■ Work task
Check each line of the listing for the string "policy". Copy those where it appears.

── Task material

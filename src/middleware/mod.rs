//! The per-request policy pipeline.
//!
//! Each policy is an Axum middleware function; the router assembles them in
//! a fixed order (recovery, tracing, metrics, security headers,
//! authentication, IP / API / user rate limits, header validation). Any
//! policy may short-circuit by returning a response instead of calling the
//! next layer.

pub mod auth;
pub mod headers;
pub mod metrics;
pub mod rate_limit;
pub mod recovery;
pub mod security;
pub mod tracing;

use axum::{
    extract::{ConnectInfo, Request},
    http::StatusCode,
    middleware::Next,
    response::{IntoResponse, Response},
};

pub use self::auth::authenticate;
pub use self::headers::validate_required_headers;
pub use self::metrics::track_metrics;
pub use self::rate_limit::{api_rate_limit, ip_rate_limit, user_rate_limit};
pub use self::recovery::recovery;
pub use self::security::security_headers;
pub use self::tracing::trace_requests;

/// Answer favicon probes before any other policy runs.
pub async fn ignore_favicon(req: Request, next: Next) -> Response {
    if req.uri().path() == "/favicon.ico" {
        return StatusCode::NO_CONTENT.into_response();
    }
    next.run(req).await
}

/// Best-effort client IP: forwarded headers first, then the socket address.
pub(crate) fn extract_client_ip(req: &Request) -> Option<String> {
    if let Some(forwarded_for) = req.headers().get("X-Forwarded-For") {
        if let Ok(value) = forwarded_for.to_str() {
            if let Some(first) = value.split(',').next() {
                let trimmed = first.trim();
                if !trimmed.is_empty() {
                    return Some(trimmed.to_string());
                }
            }
        }
    }

    if let Some(real_ip) = req.headers().get("X-Real-IP") {
        if let Ok(value) = real_ip.to_str() {
            return Some(value.to_string());
        }
    }

    req.extensions()
        .get::<ConnectInfo<std::net::SocketAddr>>()
        .map(|info| info.0.ip().to_string())
}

────

■ Response area
//! The per-request policy pipeline.
//! Each policy is an Axum middleware function; the router assembles them in
//! policy may short-circuit by returning a response instead of calling the
/// Answer favicon probes before any other policy runs.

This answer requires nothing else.